● AIM OF THE TASK
Pick out each line in these entries that contains the string "struct".

● RECORDS FOR PROCESSING
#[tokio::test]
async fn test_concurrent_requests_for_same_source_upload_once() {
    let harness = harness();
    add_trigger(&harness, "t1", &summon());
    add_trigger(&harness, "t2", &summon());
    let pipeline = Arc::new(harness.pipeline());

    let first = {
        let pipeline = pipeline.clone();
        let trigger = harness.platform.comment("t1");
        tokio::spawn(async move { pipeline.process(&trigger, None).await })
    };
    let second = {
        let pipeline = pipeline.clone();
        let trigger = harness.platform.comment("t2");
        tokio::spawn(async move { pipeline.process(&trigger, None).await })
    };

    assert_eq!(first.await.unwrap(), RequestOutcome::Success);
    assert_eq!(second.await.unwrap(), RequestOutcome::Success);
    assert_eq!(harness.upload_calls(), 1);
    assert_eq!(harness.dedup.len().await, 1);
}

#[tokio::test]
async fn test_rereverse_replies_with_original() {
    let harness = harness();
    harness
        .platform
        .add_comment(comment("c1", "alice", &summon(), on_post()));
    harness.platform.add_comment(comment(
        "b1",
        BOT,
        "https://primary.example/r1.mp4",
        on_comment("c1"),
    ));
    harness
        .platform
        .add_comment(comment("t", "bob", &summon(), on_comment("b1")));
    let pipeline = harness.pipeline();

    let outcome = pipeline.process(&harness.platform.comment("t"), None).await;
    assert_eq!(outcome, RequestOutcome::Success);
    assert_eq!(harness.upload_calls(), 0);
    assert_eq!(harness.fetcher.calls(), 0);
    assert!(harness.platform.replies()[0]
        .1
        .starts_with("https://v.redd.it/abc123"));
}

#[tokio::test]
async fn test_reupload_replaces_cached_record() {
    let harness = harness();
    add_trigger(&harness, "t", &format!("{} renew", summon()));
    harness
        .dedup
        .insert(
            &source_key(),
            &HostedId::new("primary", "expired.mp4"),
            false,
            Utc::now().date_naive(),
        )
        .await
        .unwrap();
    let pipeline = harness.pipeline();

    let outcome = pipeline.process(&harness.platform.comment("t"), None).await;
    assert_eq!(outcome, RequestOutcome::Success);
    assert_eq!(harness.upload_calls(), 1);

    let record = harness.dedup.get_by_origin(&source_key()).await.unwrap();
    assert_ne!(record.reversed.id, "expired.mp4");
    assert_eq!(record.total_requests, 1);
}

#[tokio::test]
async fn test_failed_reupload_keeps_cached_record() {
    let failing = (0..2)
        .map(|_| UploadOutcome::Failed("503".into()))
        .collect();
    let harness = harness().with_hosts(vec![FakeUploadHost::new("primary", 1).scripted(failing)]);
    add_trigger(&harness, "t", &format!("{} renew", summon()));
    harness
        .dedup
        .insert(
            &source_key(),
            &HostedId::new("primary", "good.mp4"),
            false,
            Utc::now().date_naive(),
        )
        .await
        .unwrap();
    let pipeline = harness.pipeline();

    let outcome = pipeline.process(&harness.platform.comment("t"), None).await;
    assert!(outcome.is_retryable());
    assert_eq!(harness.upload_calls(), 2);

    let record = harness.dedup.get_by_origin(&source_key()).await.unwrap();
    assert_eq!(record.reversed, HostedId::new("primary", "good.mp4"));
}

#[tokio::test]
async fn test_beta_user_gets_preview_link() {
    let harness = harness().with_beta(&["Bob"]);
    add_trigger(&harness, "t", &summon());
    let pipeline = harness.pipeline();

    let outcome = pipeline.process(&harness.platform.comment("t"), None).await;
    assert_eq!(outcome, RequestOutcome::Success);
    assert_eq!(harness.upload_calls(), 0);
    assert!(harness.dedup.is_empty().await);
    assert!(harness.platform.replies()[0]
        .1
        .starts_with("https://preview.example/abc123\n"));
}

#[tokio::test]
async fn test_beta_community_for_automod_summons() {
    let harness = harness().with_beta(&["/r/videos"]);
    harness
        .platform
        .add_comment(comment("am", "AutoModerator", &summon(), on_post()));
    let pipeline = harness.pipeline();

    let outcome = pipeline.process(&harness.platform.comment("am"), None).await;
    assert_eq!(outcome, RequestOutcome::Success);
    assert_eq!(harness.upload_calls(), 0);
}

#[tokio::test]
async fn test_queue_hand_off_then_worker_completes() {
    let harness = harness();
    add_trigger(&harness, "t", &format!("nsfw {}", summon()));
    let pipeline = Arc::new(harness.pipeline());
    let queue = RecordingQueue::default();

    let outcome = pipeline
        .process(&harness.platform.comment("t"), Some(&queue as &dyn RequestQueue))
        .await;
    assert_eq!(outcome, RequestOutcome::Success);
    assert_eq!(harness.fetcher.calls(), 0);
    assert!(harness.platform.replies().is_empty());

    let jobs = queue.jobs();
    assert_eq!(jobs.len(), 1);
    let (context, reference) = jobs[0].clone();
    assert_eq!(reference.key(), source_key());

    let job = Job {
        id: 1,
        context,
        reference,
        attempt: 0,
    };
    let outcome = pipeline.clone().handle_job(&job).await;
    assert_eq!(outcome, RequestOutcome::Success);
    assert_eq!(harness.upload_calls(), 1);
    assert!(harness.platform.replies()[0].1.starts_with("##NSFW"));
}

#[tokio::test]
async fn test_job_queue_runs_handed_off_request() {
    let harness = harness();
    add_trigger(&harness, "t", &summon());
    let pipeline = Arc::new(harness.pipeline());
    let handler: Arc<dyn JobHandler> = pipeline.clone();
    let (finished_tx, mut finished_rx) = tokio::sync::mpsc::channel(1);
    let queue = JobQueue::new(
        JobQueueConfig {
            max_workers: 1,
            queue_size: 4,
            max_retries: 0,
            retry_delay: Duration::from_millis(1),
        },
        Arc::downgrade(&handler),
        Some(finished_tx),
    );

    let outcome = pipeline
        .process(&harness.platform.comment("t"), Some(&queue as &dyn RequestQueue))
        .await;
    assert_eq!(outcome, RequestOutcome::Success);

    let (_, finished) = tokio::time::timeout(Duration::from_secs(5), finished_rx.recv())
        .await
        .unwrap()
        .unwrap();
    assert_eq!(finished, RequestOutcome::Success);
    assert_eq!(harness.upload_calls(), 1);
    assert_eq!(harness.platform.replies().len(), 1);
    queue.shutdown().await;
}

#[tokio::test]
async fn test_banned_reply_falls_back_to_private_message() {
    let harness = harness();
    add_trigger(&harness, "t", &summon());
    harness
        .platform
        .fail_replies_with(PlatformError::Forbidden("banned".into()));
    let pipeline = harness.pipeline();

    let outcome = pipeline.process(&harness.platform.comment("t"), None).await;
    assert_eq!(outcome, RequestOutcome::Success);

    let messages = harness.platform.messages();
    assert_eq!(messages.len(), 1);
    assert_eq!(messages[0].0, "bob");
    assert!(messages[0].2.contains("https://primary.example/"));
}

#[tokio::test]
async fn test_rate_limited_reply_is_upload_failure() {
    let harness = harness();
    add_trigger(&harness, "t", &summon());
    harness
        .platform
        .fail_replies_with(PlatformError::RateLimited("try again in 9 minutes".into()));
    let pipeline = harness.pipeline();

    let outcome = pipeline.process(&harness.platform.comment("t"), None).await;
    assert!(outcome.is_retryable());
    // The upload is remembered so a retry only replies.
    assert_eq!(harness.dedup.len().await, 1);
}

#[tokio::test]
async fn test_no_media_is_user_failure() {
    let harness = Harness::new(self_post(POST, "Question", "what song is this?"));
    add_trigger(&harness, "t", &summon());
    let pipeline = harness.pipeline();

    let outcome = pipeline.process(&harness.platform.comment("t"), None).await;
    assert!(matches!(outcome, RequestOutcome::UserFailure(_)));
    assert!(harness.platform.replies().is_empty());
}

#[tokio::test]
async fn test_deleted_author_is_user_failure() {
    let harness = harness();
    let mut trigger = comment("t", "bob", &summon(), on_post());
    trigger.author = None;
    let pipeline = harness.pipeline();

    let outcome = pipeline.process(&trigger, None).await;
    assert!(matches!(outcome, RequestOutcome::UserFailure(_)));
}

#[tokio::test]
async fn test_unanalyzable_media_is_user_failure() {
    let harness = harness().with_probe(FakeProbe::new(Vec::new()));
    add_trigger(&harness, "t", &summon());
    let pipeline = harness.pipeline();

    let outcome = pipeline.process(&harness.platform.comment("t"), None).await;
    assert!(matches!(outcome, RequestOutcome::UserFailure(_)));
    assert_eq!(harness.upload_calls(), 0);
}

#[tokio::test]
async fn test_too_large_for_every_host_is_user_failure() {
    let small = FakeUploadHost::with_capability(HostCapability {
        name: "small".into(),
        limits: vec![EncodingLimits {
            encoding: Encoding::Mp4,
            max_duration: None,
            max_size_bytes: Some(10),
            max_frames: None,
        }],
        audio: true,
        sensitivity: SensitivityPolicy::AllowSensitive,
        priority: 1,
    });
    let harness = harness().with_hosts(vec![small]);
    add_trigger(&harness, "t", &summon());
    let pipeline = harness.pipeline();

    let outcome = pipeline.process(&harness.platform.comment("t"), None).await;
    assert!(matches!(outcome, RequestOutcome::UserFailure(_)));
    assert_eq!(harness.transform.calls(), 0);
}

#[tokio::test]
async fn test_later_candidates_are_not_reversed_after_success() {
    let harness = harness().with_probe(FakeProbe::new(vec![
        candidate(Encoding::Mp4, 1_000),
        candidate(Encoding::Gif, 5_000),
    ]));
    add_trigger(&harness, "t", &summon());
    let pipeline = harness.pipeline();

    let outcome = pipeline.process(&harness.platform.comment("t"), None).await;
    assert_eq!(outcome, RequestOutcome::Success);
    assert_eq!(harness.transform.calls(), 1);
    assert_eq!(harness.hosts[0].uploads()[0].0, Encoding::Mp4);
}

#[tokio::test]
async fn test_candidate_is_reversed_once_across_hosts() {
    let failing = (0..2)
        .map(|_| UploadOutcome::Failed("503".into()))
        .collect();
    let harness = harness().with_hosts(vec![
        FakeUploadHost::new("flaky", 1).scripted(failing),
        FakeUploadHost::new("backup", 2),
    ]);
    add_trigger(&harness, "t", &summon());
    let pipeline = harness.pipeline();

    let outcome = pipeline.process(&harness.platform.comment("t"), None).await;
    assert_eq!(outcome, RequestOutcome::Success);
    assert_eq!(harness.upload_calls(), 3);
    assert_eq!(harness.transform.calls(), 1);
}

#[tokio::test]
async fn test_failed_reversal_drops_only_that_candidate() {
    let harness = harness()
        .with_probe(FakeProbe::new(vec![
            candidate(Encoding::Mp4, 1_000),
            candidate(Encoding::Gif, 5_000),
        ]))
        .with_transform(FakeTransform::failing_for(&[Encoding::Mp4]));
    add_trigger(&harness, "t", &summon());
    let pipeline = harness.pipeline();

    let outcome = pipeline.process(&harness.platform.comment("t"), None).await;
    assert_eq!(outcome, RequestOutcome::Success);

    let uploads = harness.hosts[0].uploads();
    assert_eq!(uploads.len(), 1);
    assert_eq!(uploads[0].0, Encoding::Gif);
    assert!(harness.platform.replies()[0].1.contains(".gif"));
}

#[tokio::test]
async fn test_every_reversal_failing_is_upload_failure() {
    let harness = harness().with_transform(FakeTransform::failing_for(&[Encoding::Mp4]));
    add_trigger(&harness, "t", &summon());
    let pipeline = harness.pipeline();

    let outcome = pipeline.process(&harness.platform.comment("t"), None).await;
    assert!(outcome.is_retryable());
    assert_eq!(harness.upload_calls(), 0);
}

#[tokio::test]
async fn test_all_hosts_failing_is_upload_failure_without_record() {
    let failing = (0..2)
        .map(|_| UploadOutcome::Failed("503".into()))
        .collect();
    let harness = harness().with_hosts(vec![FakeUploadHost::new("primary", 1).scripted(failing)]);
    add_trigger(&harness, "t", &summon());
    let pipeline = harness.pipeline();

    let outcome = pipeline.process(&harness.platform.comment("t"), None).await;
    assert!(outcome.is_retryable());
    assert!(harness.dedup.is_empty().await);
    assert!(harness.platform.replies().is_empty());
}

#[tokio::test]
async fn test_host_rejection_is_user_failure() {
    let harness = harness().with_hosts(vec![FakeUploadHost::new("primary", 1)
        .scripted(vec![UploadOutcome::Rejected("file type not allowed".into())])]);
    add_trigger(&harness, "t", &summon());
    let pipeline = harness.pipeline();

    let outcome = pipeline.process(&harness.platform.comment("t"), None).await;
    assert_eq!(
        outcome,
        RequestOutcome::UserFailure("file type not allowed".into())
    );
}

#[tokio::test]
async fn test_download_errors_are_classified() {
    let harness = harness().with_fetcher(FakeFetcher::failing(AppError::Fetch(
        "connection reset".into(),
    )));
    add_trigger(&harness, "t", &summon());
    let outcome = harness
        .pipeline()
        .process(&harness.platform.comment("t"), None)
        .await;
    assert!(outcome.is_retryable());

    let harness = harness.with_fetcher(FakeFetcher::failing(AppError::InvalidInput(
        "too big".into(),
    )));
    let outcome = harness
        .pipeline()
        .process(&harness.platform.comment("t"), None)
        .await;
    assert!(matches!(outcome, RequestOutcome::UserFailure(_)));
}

==

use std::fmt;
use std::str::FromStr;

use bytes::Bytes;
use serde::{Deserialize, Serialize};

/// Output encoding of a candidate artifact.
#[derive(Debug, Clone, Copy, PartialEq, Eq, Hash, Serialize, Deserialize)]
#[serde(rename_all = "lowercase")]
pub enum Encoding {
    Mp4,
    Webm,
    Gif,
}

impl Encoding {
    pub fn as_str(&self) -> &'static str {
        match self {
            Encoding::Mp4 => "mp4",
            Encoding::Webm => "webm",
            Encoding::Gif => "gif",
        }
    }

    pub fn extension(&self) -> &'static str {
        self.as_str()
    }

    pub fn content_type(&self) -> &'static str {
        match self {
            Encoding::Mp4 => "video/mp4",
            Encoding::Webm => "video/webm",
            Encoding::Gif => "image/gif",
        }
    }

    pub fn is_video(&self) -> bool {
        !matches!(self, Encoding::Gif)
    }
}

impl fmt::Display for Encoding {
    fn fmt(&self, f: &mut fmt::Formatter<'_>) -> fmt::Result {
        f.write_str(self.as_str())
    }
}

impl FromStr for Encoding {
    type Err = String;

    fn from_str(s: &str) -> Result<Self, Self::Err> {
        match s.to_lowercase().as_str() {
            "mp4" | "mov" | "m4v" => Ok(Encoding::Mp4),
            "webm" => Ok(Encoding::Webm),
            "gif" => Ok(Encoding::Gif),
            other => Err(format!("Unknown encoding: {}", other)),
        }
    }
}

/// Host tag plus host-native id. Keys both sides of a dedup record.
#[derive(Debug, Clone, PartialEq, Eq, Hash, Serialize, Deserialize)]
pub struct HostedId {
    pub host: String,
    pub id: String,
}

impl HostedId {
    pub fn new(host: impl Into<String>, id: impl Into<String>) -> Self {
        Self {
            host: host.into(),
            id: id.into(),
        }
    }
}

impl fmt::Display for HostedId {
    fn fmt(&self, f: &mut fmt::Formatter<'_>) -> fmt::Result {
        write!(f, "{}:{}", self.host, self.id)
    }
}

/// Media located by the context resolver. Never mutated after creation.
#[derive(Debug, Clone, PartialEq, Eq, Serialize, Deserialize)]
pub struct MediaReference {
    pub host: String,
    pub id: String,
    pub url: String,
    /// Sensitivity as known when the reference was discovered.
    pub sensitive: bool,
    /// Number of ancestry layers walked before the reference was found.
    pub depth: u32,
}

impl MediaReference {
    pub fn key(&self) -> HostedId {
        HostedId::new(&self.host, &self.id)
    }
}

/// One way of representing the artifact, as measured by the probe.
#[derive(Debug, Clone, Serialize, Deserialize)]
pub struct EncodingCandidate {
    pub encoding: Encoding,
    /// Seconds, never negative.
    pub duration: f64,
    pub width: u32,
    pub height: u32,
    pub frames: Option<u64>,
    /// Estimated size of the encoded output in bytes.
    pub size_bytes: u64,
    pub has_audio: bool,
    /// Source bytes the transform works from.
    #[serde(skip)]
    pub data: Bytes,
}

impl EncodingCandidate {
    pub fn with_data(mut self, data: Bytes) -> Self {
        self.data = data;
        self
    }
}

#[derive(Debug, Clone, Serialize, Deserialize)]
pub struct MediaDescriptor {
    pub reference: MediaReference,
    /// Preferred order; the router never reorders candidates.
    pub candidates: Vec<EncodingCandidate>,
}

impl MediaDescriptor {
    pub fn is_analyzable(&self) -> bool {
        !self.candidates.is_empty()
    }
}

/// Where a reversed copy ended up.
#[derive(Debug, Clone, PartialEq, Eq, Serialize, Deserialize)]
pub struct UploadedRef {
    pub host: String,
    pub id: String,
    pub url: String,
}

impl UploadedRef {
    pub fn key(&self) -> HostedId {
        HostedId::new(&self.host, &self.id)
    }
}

● WRITTEN ANSWER
pub struct HostedId {
pub struct MediaReference {
pub struct EncodingCandidate {
pub struct MediaDescriptor {
pub struct UploadedRef {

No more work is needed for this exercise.